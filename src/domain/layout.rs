// SPDX-License-Identifier: MIT OR Apache-2.0

//! Store key layout.
//!
//! Every configuration document lives at `<base>/<environment>/<name>`. This module
//! builds those keys and inverts them again when an environment is listed.

use crate::domain::{ConfigName, Environment};

/// The path separator used between key segments.
pub const SEPARATOR: char = '/';

/// Base path used when none is configured.
pub const DEFAULT_BASE_PATH: &str = "/config_center";

/// Maps (environment, name) pairs to store keys and back.
///
/// # Examples
///
/// ```
/// use configcenter::domain::{ConfigName, Environment, KeyLayout};
///
/// let layout = KeyLayout::default();
/// let env = Environment::new("test");
/// let name = ConfigName::parse("xx125").unwrap();
///
/// assert_eq!(layout.config_key(&env, &name), "/config_center/test/xx125");
/// assert_eq!(layout.environment_prefix(&env), "/config_center/test/");
/// assert_eq!(
///     KeyLayout::name_from_key("/config_center/test/", "/config_center/test/xx125"),
///     Some("xx125")
/// );
/// ```
#[derive(Clone, Debug, PartialEq, Eq)]
pub struct KeyLayout {
    base_path: String,
}

impl KeyLayout {
    /// Creates a layout rooted at `base_path`.
    pub fn new(base_path: impl Into<String>) -> Self {
        Self {
            base_path: base_path.into(),
        }
    }

    /// Returns the base path.
    pub fn base_path(&self) -> &str {
        &self.base_path
    }

    /// Returns the store key of `name` within `env`.
    pub fn config_key(&self, env: &Environment, name: &ConfigName) -> String {
        self.join(env, name.as_str())
    }

    /// Returns the prefix shared by every key of `env`.
    ///
    /// The trailing separator keeps `prod` from matching keys of `production`.
    pub fn environment_prefix(&self, env: &Environment) -> String {
        self.join(env, "")
    }

    /// Recovers a config name from a key returned by a scan over `prefix`.
    ///
    /// The name is what follows the environment prefix. A key equal to the prefix
    /// carries no name, and a remainder containing the separator belongs to a nested
    /// environment rather than to a valid config name; both yield `None`.
    pub fn name_from_key<'k>(prefix: &str, key: &'k str) -> Option<&'k str> {
        match key.strip_prefix(prefix) {
            Some(rest) if !rest.is_empty() && !rest.contains(SEPARATOR) => Some(rest),
            _ => None,
        }
    }

    fn join(&self, env: &Environment, last: &str) -> String {
        let mut key =
            String::with_capacity(self.base_path.len() + env.as_str().len() + last.len() + 2);
        key.push_str(&self.base_path);
        key.push(SEPARATOR);
        key.push_str(env.as_str());
        key.push(SEPARATOR);
        key.push_str(last);
        key
    }
}

impl Default for KeyLayout {
    fn default() -> Self {
        Self::new(DEFAULT_BASE_PATH)
    }
}
// SPDX-License-Identifier: MIT OR Apache-2.0

//! Adapters layer containing store implementations.
//!
//! This module contains concrete implementations of the `KvStore` port defined in the
//! ports layer.

#[cfg(feature = "etcd")]
pub mod etcd;
pub mod memory;

// Re-export adapters based on feature flags
#[cfg(feature = "etcd")]
pub use etcd::EtcdStore;
pub use memory::MemoryStore;
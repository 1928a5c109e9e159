// SPDX-License-Identifier: MIT OR Apache-2.0

//! Basic usage example for the config center.
//!
//! This example demonstrates:
//! - Creating a config center over an in-memory store
//! - Storing, reading, listing and removing documents
//! - Telling "not configured" apart from other failures
//! - Environment isolation between `prod` and `production`
//!
//! To run this example:
//! ```bash
//! RUST_LOG=debug cargo run --example basic_usage
//! ```

use configcenter::prelude::*;
use std::sync::Arc;
use tracing_subscriber::EnvFilter;

#[tokio::main]
async fn main() -> Result<()> {
    // Log filtering follows RUST_LOG; nothing is printed when it is unset
    tracing_subscriber::fmt()
        .with_env_filter(EnvFilter::from_default_env())
        .init();

    println!("=== Config Center: Basic Usage ===\n");

    let store = Arc::new(MemoryStore::new());
    let center = ConfigCenter::new(Arc::clone(&store), "test");

    println!("Environment: {}", center.environment());
    println!("Key prefix:  {}\n", center.environment_prefix());

    // Example 1: Store and read back a document
    println!("--- Example 1: Round Trip ---");
    center.set_config("xx125", "a=b\nc=1\n").await?;
    let content = center.get_config("xx125").await?;
    println!("✓ xx125 stored at {}", center.config_key("xx125")?);
    println!("  content: {:?}", content);

    // Example 2: List everything in the environment
    println!("\n--- Example 2: Listing ---");
    center.set_config("database", "host=localhost\nport=5432\n").await?;
    for (name, content) in center.list_config().await? {
        println!("  {} => {:?}", name, content);
    }

    // Example 3: Missing documents
    println!("\n--- Example 3: Missing Documents ---");
    match center.get_config("missing").await {
        Ok(_) => println!("✗ unexpected document"),
        Err(e) if e.is_not_found() => println!("✓ not configured: {}", e),
        Err(e) => return Err(e),
    }

    // Removing something that isn't there is fine
    center.remove_config("missing").await?;
    println!("✓ removing a missing document succeeds");

    // Example 4: Environments sharing a string prefix stay apart
    println!("\n--- Example 4: Isolation ---");
    let prod = ConfigCenter::new(Arc::clone(&store), "prod");
    let production = ConfigCenter::new(Arc::clone(&store), "production");
    prod.set_config("db", "prod").await?;
    production.set_config("db", "production").await?;
    println!("  prod sees {} document(s)", prod.list_config().await?.len());
    println!(
        "  production sees {} document(s)",
        production.list_config().await?.len()
    );

    // Example 5: Invalid names are rejected
    println!("\n--- Example 5: Name Validation ---");
    if let Err(e) = center.set_config("nested/name", "x").await {
        println!("✓ {}", e);
    }

    center.remove_config("xx125").await?;
    println!("\n=== Done ===");
    Ok(())
}
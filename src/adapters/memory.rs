// SPDX-License-Identifier: MIT OR Apache-2.0

//! In-memory store adapter.
//!
//! This module provides a process-local store with the same semantics as etcd for the
//! operations the config center uses. It is intended for tests, demos and offline
//! development.

use crate::domain::{ConfigError, Result};
use crate::ports::{KeyValue, KvStore};
use async_trait::async_trait;
use std::collections::BTreeMap;
use std::sync::RwLock;

const STORE_NAME: &str = "memory";

/// Key-value store adapter backed by an ordered map.
///
/// Keys are kept in lexical order, so prefix scans return them sorted as etcd does.
///
/// # Examples
///
/// ```rust
/// use configcenter::adapters::MemoryStore;
/// use configcenter::ports::KvStore;
///
/// # #[tokio::main]
/// # async fn main() -> configcenter::domain::Result<()> {
/// let store = MemoryStore::new();
/// store.put("/a/b", "1").await?;
/// assert_eq!(store.get_prefix("/a/").await?.len(), 1);
/// # Ok(())
/// # }
/// ```
#[derive(Debug, Default)]
pub struct MemoryStore {
    entries: RwLock<BTreeMap<String, String>>,
}

impl MemoryStore {
    /// Creates an empty store.
    pub fn new() -> Self {
        Self::default()
    }

    /// Returns the number of stored keys.
    ///
    /// A poisoned lock still reports the entries it holds; the store operations
    /// are the ones that surface poisoning as a transport error.
    pub fn len(&self) -> usize {
        self.entries
            .read()
            .unwrap_or_else(|poisoned| poisoned.into_inner())
            .len()
    }

    /// Returns `true` if nothing is stored.
    pub fn is_empty(&self) -> bool {
        self.len() == 0
    }

    fn poisoned() -> ConfigError {
        ConfigError::Transport {
            store: STORE_NAME.to_string(),
            message: "store lock poisoned".to_string(),
            source: None,
        }
    }
}

#[async_trait]
impl KvStore for MemoryStore {
    fn name(&self) -> &str {
        STORE_NAME
    }

    async fn get(&self, key: &str) -> Result<Vec<KeyValue>> {
        let entries = self.entries.read().map_err(|_| Self::poisoned())?;
        Ok(entries
            .get(key)
            .map(|v| vec![KeyValue::new(key, v.as_str())])
            .unwrap_or_default())
    }

    async fn get_prefix(&self, prefix: &str) -> Result<Vec<KeyValue>> {
        let entries = self.entries.read().map_err(|_| Self::poisoned())?;
        Ok(entries
            .range(prefix.to_string()..)
            .take_while(|(k, _)| k.starts_with(prefix))
            .map(|(k, v)| KeyValue::new(k.as_str(), v.as_str()))
            .collect())
    }

    async fn put(&self, key: &str, value: &str) -> Result<()> {
        let mut entries = self.entries.write().map_err(|_| Self::poisoned())?;
        entries.insert(key.to_string(), value.to_string());
        Ok(())
    }

    async fn delete(&self, key: &str) -> Result<()> {
        let mut entries = self.entries.write().map_err(|_| Self::poisoned())?;
        entries.remove(key);
        Ok(())
    }
}
// SPDX-License-Identifier: MIT OR Apache-2.0

//! Ports layer containing trait definitions.
//!
//! This module contains the trait definitions (ports) that the config center depends
//! on. These traits are implemented by adapters in the adapters layer.

pub mod store;

// Re-export commonly used types
pub use store::{KeyValue, KvStore};
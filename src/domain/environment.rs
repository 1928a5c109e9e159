// SPDX-License-Identifier: MIT OR Apache-2.0

//! Environment newtype for normalized deployment scopes.
//!
//! An environment (e.g. `test`, `prod`) scopes a set of configuration documents. The
//! raw string a caller supplies is normalized once, when the `Environment` is built.

use std::fmt;

/// The environment substituted when the caller supplies a blank name.
pub const DEFAULT_SENTINEL: &str = "_";

/// Characters stripped from both ends of a raw environment name.
const TRIMMED: [char; 4] = [' ', '\t', '\r', '\n'];

/// A normalized environment name.
///
/// Surrounding spaces, tabs, carriage returns and line feeds are stripped. If
/// nothing is left, the sentinel environment is used instead. Normalization
/// cannot fail.
///
/// # Examples
///
/// ```
/// use configcenter::domain::Environment;
///
/// assert_eq!(Environment::new(" prod\n").as_str(), "prod");
/// assert_eq!(Environment::new(" \t ").as_str(), "_");
/// ```
#[derive(Clone, Debug, PartialEq, Eq, Hash)]
pub struct Environment(String);

impl Environment {
    /// Normalizes `raw` using the default sentinel `"_"`.
    pub fn new(raw: &str) -> Self {
        Self::with_sentinel(raw, DEFAULT_SENTINEL)
    }

    /// Normalizes `raw`, falling back to `sentinel` if it is blank.
    ///
    /// # Examples
    ///
    /// ```
    /// use configcenter::domain::Environment;
    ///
    /// let env = Environment::with_sentinel("", "default");
    /// assert_eq!(env.as_str(), "default");
    /// ```
    pub fn with_sentinel(raw: &str, sentinel: &str) -> Self {
        let trimmed = raw.trim_matches(&TRIMMED[..]);
        if trimmed.is_empty() {
            Environment(sentinel.to_string())
        } else {
            Environment(trimmed.to_string())
        }
    }

    /// Returns the environment as a string slice.
    pub fn as_str(&self) -> &str {
        &self.0
    }

    /// Converts the `Environment` into its inner `String`.
    pub fn into_string(self) -> String {
        self.0
    }
}

impl AsRef<str> for Environment {
    fn as_ref(&self) -> &str {
        &self.0
    }
}

impl fmt::Display for Environment {
    fn fmt(&self, f: &mut fmt::Formatter<'_>) -> fmt::Result {
        f.write_str(&self.0)
    }
}

#[cfg(test)]
mod tests {
    use super::*;

    #[test]
    fn test_environment_plain() {
        assert_eq!(Environment::new("test").as_str(), "test");
    }

    #[test]
    fn test_environment_trims_whitespace() {
        assert_eq!(Environment::new("  prod \t\r\n").as_str(), "prod");
    }

    #[test]
    fn test_environment_keeps_inner_whitespace() {
        assert_eq!(Environment::new(" eu west ").as_str(), "eu west");
    }

    #[test]
    fn test_environment_blank_uses_sentinel() {
        assert_eq!(Environment::new("").as_str(), "_");
        assert_eq!(Environment::new("  ").as_str(), "_");
        assert_eq!(Environment::new("\r\n\t ").as_str(), "_");
    }

    #[test]
    fn test_environment_blank_equals_explicit_sentinel() {
        assert_eq!(Environment::new("  "), Environment::new("_"));
    }

    #[test]
    fn test_environment_other_whitespace_not_trimmed() {
        // Only space, tab, CR and LF are stripped.
        let env = Environment::new("\u{0B}prod");
        assert_eq!(env.as_str(), "\u{0B}prod");
    }

    #[test]
    fn test_environment_custom_sentinel() {
        let env = Environment::with_sentinel("\n", "default");
        assert_eq!(env.as_str(), "default");
    }

    #[test]
    fn test_environment_display_and_into_string() {
        let env = Environment::new("staging");
        assert_eq!(format!("{}", env), "staging");
        assert_eq!(env.into_string(), "staging");
    }
}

= = = =

### Problem to work on
Reproduce exactly the entries above, limited to the lines from the one with "to the prefix" through the one with "pub fn name_from_key<'k>(prefix: &str, key: &'k", both included.

### Output for this task
    /// The name is what follows the environment prefix. A key equal to the prefix
    /// carries no name, and a remainder containing the separator belongs to a nested
    /// environment rather than to a valid config name; both yield `None`.
    pub fn name_from_key<'k>(prefix: &str, key: &'k str) -> Option<&'k str> {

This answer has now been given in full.